Her stance caused her to be at odds with legendary abolitionist Frederick Douglass, who was a friend and a staunch women’s-suffrage advocate. Douglass believed that the enfranchisement of black men was a political and racial imperative that should be prioritized within the suffrage struggle to ensure the equitable protection of black lives, property and dignity under the law—an electoral protection that he felt white women already had access to through their husbands.
Anthony, however, did not have faith in gradualism, though so many feminists who consider her a hero expouse its merits today. She and Stanton, her partner in the fight for white women’s suffrage, demanded “revolution.” They wanted all people to have the right to vote, but no way in hell would they allow “the Negro” to beat them to the ballot.
Stanton once said of black men—or, as she called them, “Sambos”:
No; I would not trust [them] with all my rights; degraded, oppressed [themselves], [they] would be more despotic with the governing power than even our Saxon rulers are.
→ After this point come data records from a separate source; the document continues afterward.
use async_trait::async_trait;
use uuid::Uuid;

use crate::db::rest_client::BackendError;
use crate::models::donation::{Donation, DonationCategory, DonationUpdate, NewDonation};

#[async_trait]
pub trait DonationRepository: Send + Sync {
    async fn list_donations(
        &self,
        festival_id: Uuid,
        category: Option<DonationCategory>,
    ) -> Result<Vec<Donation>, BackendError>;

    /// Case-insensitive match on the name or its Telugu rendering.
    async fn search_donations(
        &self,
        festival_id: Uuid,
        term: &str,
    ) -> Result<Vec<Donation>, BackendError>;

    async fn create_donation(&self, donation: &NewDonation) -> Result<Donation, BackendError>;

    async fn update_donation(
        &self,
        donation_id: Uuid,
        update: &DonationUpdate,
    ) -> Result<Donation, BackendError>;

    async fn update_received_amount(
        &self,
        donation_id: Uuid,
        received_amount: f64,
    ) -> Result<Donation, BackendError>;

    async fn delete_donation(&self, donation_id: Uuid) -> Result<(), BackendError>;
}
She believed that white women should be able to vote before black men because voting was a moral, intelligent responsibility for which black men were ill-equipped. According to Stanton’s racist fearmongering, these men were so devalued and demoralized that given a semblance of power, they would be more oppressive and violent than the white men before them.
Like superpredators.
In The Revolution, a women’s-rights newspaper that Anthony and Stanton created with funding from racist, pro-slavery Democrat George Francis Train, the pair wrote:
The old anti slavery school says women must stand back and wait until the negroes shall be recognized. But we say, if you will not give the whole loaf of suffrage to the entire people, give it to the most intelligent first. If intelligence, justice, and morality are to have precedence in the government, let the question of the woman be brought up first and that of the negro last.
Though Anthony navigated the political terrain as if all the whites were women and all the blacks were men, some of us were brave. She and Stanton alienated not only their white abolitionist circle because of their growing relationship with racist Democrats—which abolitionist William Lloyd Garrison described in a harsh letter to Anthony as “the anti-n–ger party”—but also black women who had called them friends.